2. Die weitere vom Kläger für grundsätzlich klärungsbedürftig gehaltene Frage, ob derjenige, dem eine Entscheidung mit Rechtsmittelbelehrung zugestellt wird, zur Klage befugt ist, führt - soweit sie hier zu beantworten ist - ebenfalls nicht zur Zulassung der Revision. Es liegt auf der Hand, dass sich die Zulässigkeit einer Klage nach § 42 Abs. 2 VwGO nicht allein daraus ergibt, dass der betreffende Verwaltungsakt dem Kläger mit Rechtsmittelbelehrung zugestellt worden ist, wenn der Kläger - wie hier in der Widerspruchssache seines Bruders - nicht Adressat des Bescheides ist, sondern nur Beteiligter des Verwaltungsverfahrens.
3. Soweit der Kläger sich sinngemäß dagegen wendet, dass seine Klage mangels ordnungsgemäß durchgeführten Widerspruchsverfahrens als unzulässig abgewiesen worden ist, und dem entgegen hält, es müsse zur Klageerhebung ausreichen, dass ein Widerspruchsverfahren durchgeführt worden sei, ergibt sich ebenfalls kein Revisionszulassungsgrund.
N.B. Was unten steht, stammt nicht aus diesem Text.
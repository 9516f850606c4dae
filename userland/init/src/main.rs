//! OpenIDP Init — первый userspace процесс / first userspace process
//!
//! Проверяет основные syscall'ы и запускает свою копию как потомка.
//! Exercises the core syscalls and starts a copy of itself as a child.

#![no_std]
#![no_main]

use core::fmt::{self, Write};
use core::panic::PanicInfo;

use libidp::{fs, ipc, mem, task};

const CHILD_ARG: &str = "child";
const SELF_PATH: &str = "/bin/init.elf";
const MSG_HELLO: u64 = 1;

/// Строка на стеке для `task::write` / A stack string for `task::write`
struct Line {
    buf: [u8; 128],
    len: usize,
}

impl Line {
    fn new() -> Self {
        Self { buf: [0; 128], len: 0 }
    }

    fn flush(&mut self) {
        if let Ok(text) = core::str::from_utf8(&self.buf[..self.len]) {
            let _ = task::write(text);
        }
        self.len = 0;
    }
}

impl Write for Line {
    fn write_str(&mut self, s: &str) -> fmt::Result {
        let room = self.buf.len() - self.len;
        let take = s.len().min(room);
        self.buf[self.len..self.len + take].copy_from_slice(&s.as_bytes()[..take]);
        self.len += take;
        Ok(())
    }
}

macro_rules! say {
    ($($arg:tt)*) => {{
        let mut line = Line::new();
        let _ = write!(line, $($arg)*);
        line.flush();
    }};
}

/// argv[0] как байты (до NUL) / argv[0] as bytes (up to NUL)
///
/// # Safety
/// `argv` must be the pointer array the kernel placed on the stack.
unsafe fn first_arg<'a>(argc: u64, argv: *const *const u8) -> &'a [u8] {
    if argc == 0 || argv.is_null() {
        return &[];
    }
    let ptr = unsafe { *argv };
    let mut len = 0;
    while unsafe { *ptr.add(len) } != 0 {
        len += 1;
    }
    unsafe { core::slice::from_raw_parts(ptr, len) }
}

#[no_mangle]
pub extern "C" fn _start(argc: u64, argv: *const *const u8) -> ! {
    let pid = task::getpid();
    let is_child = unsafe { first_arg(argc, argv) } == CHILD_ARG.as_bytes();
    say!("init[{}]: up, argc={}", pid, argc);

    // Почтовый ящик: письмо самому себе / Mailbox: a letter to ourselves
    if ipc::send_with_backoff(pid, MSG_HELLO, [pid, 0xC0FFEE, 0]).is_ok() {
        let msg = ipc::recv_blocking();
        say!("init[{}]: mail from {} kind {} data {:#x}", pid, msg.sender, msg.kind, msg.data[1]);
    }

    // Куча / Heap
    match mem::sbrk(8192) {
        Ok(old) => {
            let cell = old as *mut u64;
            unsafe { cell.write_volatile(0x1DB) };
            say!("init[{}]: heap at {:#x}, wrote {:#x}", pid, old, unsafe { cell.read_volatile() });
        }
        Err(err) => say!("init[{}]: sbrk failed: {:?}", pid, err),
    }

    match mem::framebuffer() {
        Ok(fb) => say!("init[{}]: framebuffer {}x{} at {:#x}", pid, fb.width, fb.height, fb.addr),
        Err(err) => say!("init[{}]: no framebuffer ({:?})", pid, err),
    }

    if is_child {
        task::exit(0);
    }

    // Boot-модули как файлы / Boot modules as files
    if let Ok(stat) = fs::stat(SELF_PATH) {
        let mut magic = [0u8; 4];
        let read = fs::read(SELF_PATH, &mut magic).unwrap_or(0);
        say!("init[{}]: {} is {} bytes, starts {:02x?}", pid, SELF_PATH, stat.size, &magic[..read]);
    }
    let mut index = 0;
    while let Ok(Some(entry)) = fs::read_dir("/", index) {
        let name = core::str::from_utf8(entry.name()).unwrap_or("?");
        say!("init[{}]: /{}{}", pid, name, if entry.is_dir != 0 { "/" } else { "" });
        index += 1;
    }

    match task::exec(SELF_PATH, &[CHILD_ARG]) {
        Ok(child) => say!("init[{}]: started child {}", pid, child),
        Err(err) => say!("init[{}]: exec failed: {:?}", pid, err),
    }

    // Init не завершается / Init never exits
    loop {
        if let Ok(msg) = ipc::recv() {
            say!("init[{}]: late mail from {}", pid, msg.sender);
        }
        core::hint::spin_loop();
    }
}

#[panic_handler]
fn panic(_: &PanicInfo) -> ! {
    task::exit(-1)
}
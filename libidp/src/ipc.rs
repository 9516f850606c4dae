//! IPC — Inter-Process Communication API
//!
//! Обёртки над ipc_* syscall'ами.
//! Wrappers over ipc_* syscalls.

use crate::abi::{nr, Message};
use crate::{check, raw, Error, Result};

/// Отправить сообщение задаче `dest`. Не блокирует.
/// Send a message to task `dest`. Never blocks.
pub fn send(dest: u64, kind: u64, data: [u64; 3]) -> Result<()> {
    let ret = unsafe { raw::syscall5(nr::IPC_SEND, dest, kind, data[0], data[1], data[2]) };
    check(ret).map(|_| ())
}

/// Повторять `send`, пока ящик получателя полон.
/// Retry `send` while the receiver's mailbox is full.
pub fn send_with_backoff(dest: u64, kind: u64, data: [u64; 3]) -> Result<()> {
    loop {
        match send(dest, kind, data) {
            Err(Error::Full) => core::hint::spin_loop(),
            other => return other,
        }
    }
}

/// Забрать одно сообщение, если оно есть.
/// Take one message if there is one.
pub fn recv() -> Result<Message> {
    let mut msg = Message::default();
    let ret = unsafe { raw::syscall1(nr::IPC_RECV, &mut msg as *mut Message as u64) };
    check(ret).map(|_| msg)
}

/// Ждать сообщения (busy-poll с `pause`).
/// Wait for a message (busy-poll with `pause`).
pub fn recv_blocking() -> Message {
    loop {
        if let Ok(msg) = recv() {
            return msg;
        }
        core::hint::spin_loop();
    }
}
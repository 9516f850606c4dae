//! IPC — почтовый ящик задачи
//! IPC — per-task mailbox
//!
//! Кольцевой буфер на `MAILBOX_CAPACITY` сообщений, строгий FIFO.
//! Переполнение — `Full`, без блокировки и без буферизации сверх ёмкости.
//! A ring buffer of `MAILBOX_CAPACITY` messages, strict FIFO.
//! Overflow is `Full`: no blocking, no buffering beyond capacity.

pub use libidp::abi::Message;

use crate::config::MAILBOX_CAPACITY;
use crate::{Error, Result};

#[derive(Debug, Clone)]
pub struct Mailbox {
    slots: [Message; MAILBOX_CAPACITY],
    head:  usize,
    tail:  usize,
    count: usize,
}

impl Mailbox {
    pub const fn new() -> Self {
        Self {
            slots: [Message::new(0, 0, [0; 3]); MAILBOX_CAPACITY],
            head:  0,
            tail:  0,
            count: 0,
        }
    }

    pub fn push(&mut self, msg: Message) -> Result<()> {
        if self.count == MAILBOX_CAPACITY {
            return Err(Error::Full);
        }
        self.slots[self.tail] = msg;
        self.tail = (self.tail + 1) % MAILBOX_CAPACITY;
        self.count += 1;
        Ok(())
    }

    pub fn pop(&mut self) -> Result<Message> {
        if self.count == 0 {
            return Err(Error::Empty);
        }
        let msg = self.slots[self.head];
        self.head = (self.head + 1) % MAILBOX_CAPACITY;
        self.count -= 1;
        Ok(msg)
    }

    pub fn len(&self) -> usize {
        self.count
    }

    pub fn is_empty(&self) -> bool {
        self.count == 0
    }

    pub fn is_full(&self) -> bool {
        self.count == MAILBOX_CAPACITY
    }
}

impl Default for Mailbox {
    fn default() -> Self {
        Self::new()
    }
}

#[cfg(test)]
mod tests {
    use super::*;

    fn msg(i: u64) -> Message {
        Message::new(7, i, [i, i * 2, i * 3])
    }

    #[test]
    fn capacity_is_exactly_sixteen() {
        let mut mb = Mailbox::new();
        for i in 0..16 {
            mb.push(msg(i)).unwrap();
        }
        assert!(mb.is_full());
        assert_eq!(mb.push(msg(16)), Err(Error::Full));
        assert_eq!(mb.len(), 16);
    }

    #[test]
    fn drain_is_fifo_and_frees_space() {
        let mut mb = Mailbox::new();
        for i in 0..16 {
            mb.push(msg(i)).unwrap();
        }
        for i in 0..16 {
            assert_eq!(mb.pop(), Ok(msg(i)));
        }
        assert_eq!(mb.pop(), Err(Error::Empty));
        mb.push(msg(99)).unwrap();
        assert_eq!(mb.pop(), Ok(msg(99)));
    }

    #[test]
    fn wraps_around() {
        let mut mb = Mailbox::new();
        for round in 0..5u64 {
            for i in 0..10 {
                mb.push(msg(round * 100 + i)).unwrap();
            }
            for i in 0..10 {
                assert_eq!(mb.pop().unwrap().kind, round * 100 + i);
            }
        }
        assert!(mb.is_empty());
    }
}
Selbst wenn man sich auf den Standpunkt des Klägers stellt und die Klage auch bei einem als verspätet zurückgewiesenen Widerspruch für zulässig hielte, würde dies am Ergebnis der Klageabweisung nichts ändern (vgl. § 144 Abs. 4 VwGO), weil der Ausgangsbescheid infolge der Verspätung des gegen ihn gerichteten Rechtsbehelfs in Bestandskraft erwachsen und daher einer gerichtlichen Prüfung in der Sache nicht mehr zugänglich ist.
4. Die Rüge des Klägers, ihm sei durch das Verhalten der Behörde der Eindruck vermittelt worden, sein Widerspruch sei rechtzeitig, geht zum einen daran vorbei, dass ihm das Eingangsdatum des Widerspruchsschreibens mit behördlichem Schreiben vom 20. Januar 1997 mitgeteilt worden ist, zum anderen daran, dass er selbst den Widerspruchsbescheid, mit dem er zweifelsfrei von der Verspätung Kenntnis erhalten hat, nicht zum Anlass genommen hat, nunmehr binnen der zweiwöchigen Frist des § 60 Abs. 2 VwGO Wiedereinsetzung zu beantragen, zum dritten daran, dass ihm - worauf das Verwaltungsgericht zutreffend hinweist - aufgrund seines unzureichenden Vorbringens eine solche Wiedereinsetzung nicht hätte gewährt werden können.
Von einer weiteren Begründung seines Beschlusses sieht der Senat nach § 133 Abs. 5 Satz 2 Halbsatz 2 VwGO ab.
Die Kostenentscheidung folgt aus § 154 Abs. 2 und § 162 Abs. 3 VwGO; die Streitwertfestsetzung beruht auf § 14 Abs. 1 Satz 1 und Abs. 3 i.V.m. § 13 Abs. 1 Satz 1 GKG.